A midlife crisis is a transition of identity and self-confidence that can occur in middle-aged individuals, typically 45–64 years old. …..

Signs of a midlife crisis include a feeling of general hopelessness and being “stuck in a rut.” Many of these adults think they have fewer options for their future. The process can be painful for many people”. Reference: (http://en.wikipedia.org/wiki/midlife_crisis.)

A midlife crisis can dig a significant hole in someone’s savings and retirement accounts, as the costs entailed can be extensive, and they are a search for satisfaction through….a fancy sports car, plastic surgery, expensive purchases… which are an attempt to salve this feeling, but tend not to meet the mark.

Many of us suffer these feelings, but can work their way through a midlife crisis without too much trouble. They may not experience this dramatic change in well-being and satisfaction. They have perhaps planned their life, reached their career and/or family goals and they are quite content to face the years approaching with a sense of slowing down and enjoying the “fruits of their labour” and the increased time with family or more hours for recreation and creativity.

Others struggle to find balance in their life again. The concept of the “passing of youth” pertains to millions of people struggling with these feelings on a daily basis. There is a continuing sense of loss of purpose and that goals may now never be reached. Many make comparisons: that others have reached greater heights, acquired more or have more people who care about them and they, personally, have got lost and left behind.

The phrase “midlife crisis” was first introduced by Elliot Jaques in 1965, and used extensively by Freudian psychologists like Carl Jung. It was described as a normal period during the lifespan, when we transition from young people to older adults. During this time, adults evaluate their achievements, goals, and dreams against what they had wished for in the past, and what stage they are facing in life.

The crisis for those who do reach this existential crisis, though, can take on many forms ranging from mild to dangerous, and may impact health, well-being, and finances. Adults can survive a midlife crisis by recognizing the symptoms and addressing them as they occur.

David Quilty discussed:

Signs And Symptoms Of Mid-life Crisis

(Reference: moneycrashers.com) which I summarise:

1. Purchasing an expensive car. The car symbolizes success and youth, two important needs of someone suffering through a midlife crisis.

2. Drastic changes in habits, mood swings, and impulsive decision-making

  • *new schedule and new challenges.
  • *seem irritable or angry without justification or warning.
  • *increasingly erratic decisions. (new gambling habits, extramarital affairs, disappearing on very short notice: “doing my own thing”.

3. Shifts in Sleeping Habits. Either an inability to sleep or oversleeping, while the mind works overtime to make sense of the changes happening.

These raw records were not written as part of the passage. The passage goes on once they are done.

//! Admin username type.

use core::fmt;

use serde::{Deserialize, Serialize};

/// Errors that can occur when parsing a [`Username`].
#[derive(thiserror::Error, Debug, Clone)]
pub enum UsernameError {
    /// The input string is empty.
    #[error("username cannot be empty")]
    Empty,
    /// The input string is too long.
    #[error("username must be at most {max} characters")]
    TooLong {
        /// Maximum allowed length.
        max: usize,
    },
    /// The input contains a character that is not allowed.
    #[error("username contains a character that is not allowed: {0:?}")]
    InvalidCharacter(char),
}

/// An admin account username.
///
/// Usernames double as document-store keys, so the character set is
/// restricted to what a key path can safely carry.
///
/// ## Constraints
///
/// - Length: 1-64 characters
/// - No whitespace or control characters
/// - None of `. $ # [ ] /` (reserved in store key paths)
/// - Case-sensitive; no normalization is applied
///
/// ## Examples
///
/// ```
/// use careline_core::Username;
///
/// assert!(Username::parse("alice").is_ok());
/// assert!(Username::parse("night-shift_2").is_ok());
///
/// assert!(Username::parse("").is_err());         // empty
/// assert!(Username::parse("a/b").is_err());      // path separator
/// assert!(Username::parse("dr. jones").is_err()); // dot and space
/// ```
#[derive(Debug, Clone, Serialize, Deserialize, PartialEq, Eq, Hash)]
#[serde(transparent)]
pub struct Username(String);

impl Username {
    /// Maximum length of a username.
    pub const MAX_LENGTH: usize = 64;

    /// Characters rejected because they are reserved in store key paths.
    const FORBIDDEN: [char; 6] = ['.', '$', '#', '[', ']', '/'];

    /// Parse a `Username` from a string.
    ///
    /// # Errors
    ///
    /// Returns an error if the input:
    /// - Is empty
    /// - Is longer than 64 characters
    /// - Contains whitespace, control characters, or any of `. $ # [ ] /`
    pub fn parse(s: &str) -> Result<Self, UsernameError> {
        if s.is_empty() {
            return Err(UsernameError::Empty);
        }

        if s.len() > Self::MAX_LENGTH {
            return Err(UsernameError::TooLong {
                max: Self::MAX_LENGTH,
            });
        }

        if let Some(c) = s
            .chars()
            .find(|c| c.is_whitespace() || c.is_control() || Self::FORBIDDEN.contains(c))
        {
            return Err(UsernameError::InvalidCharacter(c));
        }

        Ok(Self(s.to_owned()))
    }

    /// Returns the username as a string slice.
    #[must_use]
    pub fn as_str(&self) -> &str {
        &self.0
    }

    /// Consumes the `Username` and returns its inner string.
    #[must_use]
    pub fn into_inner(self) -> String {
        self.0
    }

    /// Returns the username as a byte slice.
    #[must_use]
    pub const fn as_bytes(&self) -> &[u8] {
        self.0.as_bytes()
    }
}

impl fmt::Display for Username {
    fn fmt(&self, f: &mut fmt::Formatter<'_>) -> fmt::Result {
        write!(f, "{}", self.0)
    }
}

impl std::str::FromStr for Username {
    type Err = UsernameError;

    fn from_str(s: &str) -> Result<Self, Self::Err> {
        Self::parse(s)
    }
}

impl AsRef<str> for Username {
    fn as_ref(&self) -> &str {
        &self.0
    }
}

#[cfg(test)]
#[allow(clippy::unwrap_used)]
mod tests {
    use super::*;

    #[test]
    fn test_parse_valid_usernames() {
        assert!(Username::parse("admin").is_ok());
        assert!(Username::parse("Alice").is_ok());
        assert!(Username::parse("night-shift_2").is_ok());
        assert!(Username::parse("a").is_ok());
        assert!(Username::parse(&"x".repeat(64)).is_ok());
    }

    #[test]
    fn test_parse_empty() {
        assert!(matches!(Username::parse(""), Err(UsernameError::Empty)));
    }

    #[test]
    fn test_parse_too_long() {
        assert!(matches!(
            Username::parse(&"x".repeat(65)),
            Err(UsernameError::TooLong { max: 64 })
        ));
    }

    #[test]
    fn test_parse_rejects_key_path_characters() {
        for c in ['.', '$', '#', '[', ']', '/'] {
            let input = format!("user{c}name");
            assert!(
                matches!(
                    Username::parse(&input),
                    Err(UsernameError::InvalidCharacter(found)) if found == c
                ),
                "expected {input:?} to be rejected"
            );
        }
    }

    #[test]
    fn test_parse_rejects_whitespace_and_control() {
        assert!(matches!(
            Username::parse("dr jones"),
            Err(UsernameError::InvalidCharacter(' '))
        ));
        assert!(Username::parse("tab\tname").is_err());
        assert!(Username::parse("line\nname").is_err());
    }

    #[test]
    fn test_case_sensitive() {
        let lower = Username::parse("alice").unwrap();
        let upper = Username::parse("Alice").unwrap();
        assert_ne!(lower, upper);
    }

    #[test]
    fn test_serde_transparent() {
        let username = Username::parse("alice").unwrap();
        let json = serde_json::to_string(&username).unwrap();
        assert_eq!(json, "\"alice\"");

        let back: Username = serde_json::from_str(&json).unwrap();
        assert_eq!(back, username);
    }
}
// src/chat/dedup.rs — Suppression of redelivered tokens
//
// The token channel is at-least-once: under retry or backpressure the same
// chunk can arrive twice back to back. An identical token inside the window
// is treated as a redelivery and dropped.

use std::time::{Duration, Instant};

pub const DEFAULT_DEDUP_WINDOW: Duration = Duration::from_millis(100);

#[derive(Debug, Clone, PartialEq)]
pub struct LastToken {
    pub text: String,
    pub at: Instant,
}

#[derive(Debug, Clone)]
pub struct TokenDeduplicator {
    window: Duration,
    last: Option<LastToken>,
}

impl Default for TokenDeduplicator {
    fn default() -> Self {
        Self::new(DEFAULT_DEDUP_WINDOW)
    }
}

impl TokenDeduplicator {
    pub fn new(window: Duration) -> Self {
        Self { window, last: None }
    }

    /// Returns false when `token` repeats the previous token within the window.
    pub fn accept(&mut self, token: &str, now: Instant) -> bool {
        if let Some(last) = &self.last {
            if last.text == token && now.saturating_duration_since(last.at) < self.window {
                tracing::debug!(token, "dropping duplicate token");
                return false;
            }
        }
        self.last = Some(LastToken {
            text: token.to_string(),
            at: now,
        });
        true
    }

    pub fn last(&self) -> Option<&LastToken> {
        self.last.as_ref()
    }

    pub fn reset(&mut self) {
        self.last = None;
    }
}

4. Obsession with Appearances. Maybe unexpected changes in personal appearance, including different styles of clothing, makeup, and exercise routines. An attempt for reassurance that they remain attractive to others.

5. Disconnecting from Old Friends, and Replacing Them with Younger Friends. Having noticed that their friends have aged, they too feel older. There may be a new trend to socialise with younger friends.

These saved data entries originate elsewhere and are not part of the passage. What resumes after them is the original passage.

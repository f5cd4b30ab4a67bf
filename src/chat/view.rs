// src/chat/view.rs — The chat view: one instance owns all streaming state
//
// Wires the token subscription, the assembler and finalizer, and the
// session reconciler together. Everything is driven from the caller's task:
// `submit` starts a generation, then `next_event` + `handle_event` are
// pumped until the stream reports `finished`.

use std::sync::Arc;
use std::time::Instant;

use tokio::sync::mpsc;

use super::assembler::{StreamAssembler, TokenOutcome};
use super::dedup::TokenDeduplicator;
use super::finalizer::{CompletionFinalizer, FinalizeReport};
use super::notification::{Notification, Notifier};
use super::reconciler::{SendReceipt, SessionReconciler};
use super::segment::{segment, ContentPart};
use super::subscription::{SubscriptionManager, TokenChannel};
use super::types::{Message, Session, TokenEvent};
use crate::backend::{ChatBackend, GenerationRequest, SamplingParams};
use crate::infra::config::{Config, GenerationConfig, RagConfig};
use crate::infra::errors::SparrowError;

/// What a single channel event did to the view.
#[derive(Debug, Clone, PartialEq)]
pub enum EventOutcome {
    Token(TokenOutcome),
    /// `None` when there was no stream to finish.
    Finished(Option<FinalizeReport>),
}

pub struct ChatView {
    backend: Arc<dyn ChatBackend>,
    reconciler: SessionReconciler,
    finalizer: CompletionFinalizer,
    assembler: StreamAssembler,
    subscriptions: SubscriptionManager,
    /// Session the next stream belongs to, fixed when generation starts.
    pending_session: Option<String>,
    /// Events the current stream lost to listener lag.
    lost_events: u64,
    resubscribe_pending: bool,
    model: Option<String>,
    generation: GenerationConfig,
    rag: RagConfig,
    notifier: Notifier,
}

impl ChatView {
    pub fn new(
        backend: Arc<dyn ChatBackend>,
        channel: TokenChannel,
        config: &Config,
    ) -> (Self, mpsc::UnboundedReceiver<Notification>) {
        let (notifier, rx) = Notifier::channel();
        let view = Self {
            reconciler: SessionReconciler::new(backend.clone()),
            finalizer: CompletionFinalizer::new(backend.clone()),
            backend,
            assembler: StreamAssembler::new(TokenDeduplicator::new(config.stream.dedup_window())),
            subscriptions: SubscriptionManager::new(channel, config.stream.resubscribe_grace()),
            pending_session: None,
            lost_events: 0,
            resubscribe_pending: false,
            model: config.server.model.clone(),
            generation: config.generation.clone(),
            rag: config.rag.clone(),
            notifier,
        };
        (view, rx)
    }

    /// Load sessions and start listening. A failed load is reported and the
    /// view starts empty.
    pub async fn mount(&mut self) -> Result<(), SparrowError> {
        if let Err(e) = self.reconciler.load().await {
            tracing::warn!("Failed to load chat sessions: {e}");
            self.notifier.error("Failed to load chat sessions", failure_detail(&e));
        }
        self.subscriptions.resubscribe(false).await?;
        Ok(())
    }

    /// Re-establish the subscription. From the moment generation starts
    /// until its stream finishes this is deferred; returns whether it
    /// happened now.
    pub async fn remount(&mut self) -> Result<bool, SparrowError> {
        match self.subscriptions.resubscribe(self.is_busy()).await {
            Ok(_) => Ok(true),
            Err(SparrowError::StreamInFlight) => {
                self.resubscribe_pending = true;
                Ok(false)
            }
            Err(e) => Err(e),
        }
    }

    /// Stop listening. A stream still in flight is abandoned: its partial
    /// content stays on screen but is never persisted.
    pub async fn unmount(&mut self) {
        self.subscriptions.unsubscribe();
        self.resubscribe_pending = false;
        self.pending_session = None;
        self.lost_events = 0;
        if let Some(abandoned) = self.assembler.finish(Instant::now()) {
            tracing::warn!(
                session_id = %abandoned.session_id,
                tokens = abandoned.token_count,
                "stream abandoned before it finished"
            );
            self.reconciler
                .update_message(&abandoned.session_id, &abandoned.message_id, |m| {
                    m.is_streaming = false
                })
                .await;
        }
    }

    /// Send a user message and start generating the reply.
    pub async fn submit(&mut self, text: &str) -> Result<SendReceipt, SparrowError> {
        if text.trim().is_empty() {
            return Err(SparrowError::Other(anyhow::anyhow!("message is empty")));
        }
        if self.assembler.is_streaming() || self.pending_session.is_some() {
            return Err(SparrowError::StreamInFlight);
        }

        let receipt = match self.reconciler.send_message(text).await {
            Ok(r) => r,
            Err(e) => {
                self.notifier.error("Failed to send message", failure_detail(&e));
                return Err(e);
            }
        };

        let request = self.generation_request(text, &receipt.session_id);
        match self.backend.start_generation(request).await {
            Ok(()) => {
                self.pending_session = Some(receipt.session_id.clone());
                Ok(receipt)
            }
            Err(e) => {
                tracing::warn!(session_id = %receipt.session_id, "Failed to start generation: {e}");
                let content = format!("Error: {e}");
                if let Err(record) = self.reconciler.record_error(&receipt.session_id, &content).await {
                    tracing::warn!("Failed to record error message: {record}");
                }
                self.notifier.error("Failed to generate a response", failure_detail(&e));
                Err(e)
            }
        }
    }

    fn generation_request(&self, text: &str, session_id: &str) -> GenerationRequest {
        let g = &self.generation;
        GenerationRequest {
            model: self.model.clone(),
            message: text.to_string(),
            session_id: Some(session_id.to_string()),
            include_history: g.include_history,
            system_prompt: Some(g.system_prompt.clone()),
            sampling: SamplingParams {
                temperature: g.temperature,
                top_p: g.top_p,
                seed: g.seed,
                max_tokens: g.max_tokens,
                max_completion_tokens: g.max_completion_tokens,
            },
            rag_limit: self.rag.enabled.then_some(self.rag.limit),
        }
    }

    /// Next event from the live subscription. `None` once unsubscribed or
    /// superseded.
    pub async fn next_event(&mut self) -> Option<TokenEvent> {
        let event = self.subscriptions.recv().await;
        let lost = self.subscriptions.take_lost();
        if lost > 0 {
            self.on_lagged(lost);
        }
        event
    }

    /// The live subscription lost events. A reply with a gap is discarded
    /// instead of saved when `finished` arrives.
    fn on_lagged(&mut self, lost: u64) {
        if !self.is_busy() {
            tracing::debug!(lost, "events lost while idle");
            return;
        }
        if self.lost_events == 0 {
            self.notifier.warn(
                "Response incomplete",
                format_args!("{lost} streamed events were lost; the reply will not be saved"),
            );
        }
        self.lost_events += lost;
    }

    pub async fn handle_event(&mut self, event: TokenEvent) -> EventOutcome {
        self.handle_event_at(event, Instant::now()).await
    }

    pub async fn handle_event_at(&mut self, event: TokenEvent, now: Instant) -> EventOutcome {
        if event.finished {
            return EventOutcome::Finished(self.on_finished(now).await);
        }

        // Only a generation this view started may open a message.
        let origin = self
            .assembler
            .session_id()
            .or(self.pending_session.as_deref());
        let session_id = match origin {
            Some(id) => id.to_string(),
            None => {
                tracing::debug!(token = %event.token, "token with no generation pending");
                return EventOutcome::Token(TokenOutcome::Ignored);
            }
        };

        let assembler = &mut self.assembler;
        let outcome = self
            .reconciler
            .with_messages_mut(&session_id, |messages| {
                assembler.on_token(&event.token, &session_id, messages, now)
            })
            .await
            .unwrap_or(TokenOutcome::Orphaned);
        if outcome == TokenOutcome::Duplicate {
            tracing::debug!(token = %event.token, "duplicate token dropped");
        }
        EventOutcome::Token(outcome)
    }

    async fn on_finished(&mut self, now: Instant) -> Option<FinalizeReport> {
        self.pending_session = None;
        let lost = std::mem::take(&mut self.lost_events);
        let report = if lost > 0 {
            let reason = format!("{lost} streamed events were lost");
            self.finalizer
                .discard(&mut self.assembler, &self.reconciler, now, &reason)
                .await
        } else {
            let report = self
                .finalizer
                .finalize(&mut self.assembler, &self.reconciler, now)
                .await;
            if let Some(error) = report.as_ref().and_then(|r| r.error.as_ref()) {
                self.notifier.warn("Failed to save response", error);
            }
            report
        };

        if self.resubscribe_pending {
            self.resubscribe_pending = false;
            if let Err(e) = self.subscriptions.resubscribe(false).await {
                tracing::warn!("Deferred resubscribe failed: {e}");
            }
        }
        report
    }

    /// Pump events until the current stream finishes, calling `on_token`
    /// for every token that made it into the message.
    pub async fn run_until_finished(
        &mut self,
        mut on_token: impl FnMut(&str),
    ) -> Option<FinalizeReport> {
        while let Some(event) = self.next_event().await {
            let token = event.token.clone();
            match self.handle_event(event).await {
                EventOutcome::Finished(report) => return report,
                EventOutcome::Token(TokenOutcome::Started { .. } | TokenOutcome::Appended) => {
                    on_token(&token)
                }
                EventOutcome::Token(_) => {}
            }
        }
        None
    }

    pub async fn switch_session(&mut self, session_id: &str) -> Result<Session, SparrowError> {
        self.reconciler.switch_session(session_id).await.inspect_err(|e| {
            self.notifier.error("Failed to switch session", failure_detail(e));
        })
    }

    pub async fn new_chat(&mut self) -> Result<Session, SparrowError> {
        self.reconciler.new_chat().await.inspect_err(|e| {
            self.notifier.error("Failed to create chat", failure_detail(e));
        })
    }

    pub async fn delete_session(&mut self, session_id: &str) -> Result<(), SparrowError> {
        if self.assembler.session_id() == Some(session_id)
            || self.pending_session.as_deref() == Some(session_id)
        {
            return Err(SparrowError::StreamInFlight);
        }
        self.reconciler.delete_session(session_id).await.inspect_err(|e| {
            self.notifier.error("Failed to delete session", failure_detail(e));
        })
    }

    pub fn reconciler(&self) -> &SessionReconciler {
        &self.reconciler
    }

    pub async fn active_session(&self) -> Option<Session> {
        self.reconciler.active_session().await
    }

    pub async fn sessions(&self) -> Vec<Session> {
        self.reconciler.sessions().await
    }

    pub fn is_streaming(&self) -> bool {
        self.assembler.is_streaming()
    }

    /// Generation has been started and its stream has not finished yet.
    pub fn is_busy(&self) -> bool {
        self.assembler.is_streaming() || self.pending_session.is_some()
    }

    pub fn epoch(&self) -> u64 {
        self.subscriptions.epoch()
    }

    pub fn resubscribe_pending(&self) -> bool {
        self.resubscribe_pending
    }
}

/// Notification detail for a failed operation, with a retry hint when
/// resending may help.
fn failure_detail(e: &SparrowError) -> String {
    if e.is_transient() {
        format!("{e} (try again)")
    } else {
        e.to_string()
    }
}

/// Display parts of a message.
pub fn segments(message: &Message) -> Vec<ContentPart> {
    segment(&message.content, message.is_streaming)
}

6. Feeling Tied Down, with No Chance for Change. Perhaps a feeling of general hopelessness and being “stuck in a rut.” A feeling of having fewer options for their future.

7. Thoughts of Death or Dying. A new fascination with death and, perhaps, their own mortality. These thoughts can lead to a morose thoughts and lead to depression.

8. Changing Careers. Sudden decisions to change career paths.

Dr Peter O,Connor, in his book: “Understanding the Mid-Life Crisis” describes in detail the sense of a complete turnaround in work-interest focus. He describes a person who works with their hands, reversing their interest to do more academic, intellectual studies and vice versa. An academic or desk-bound employee begins to show interest building structures or growing things.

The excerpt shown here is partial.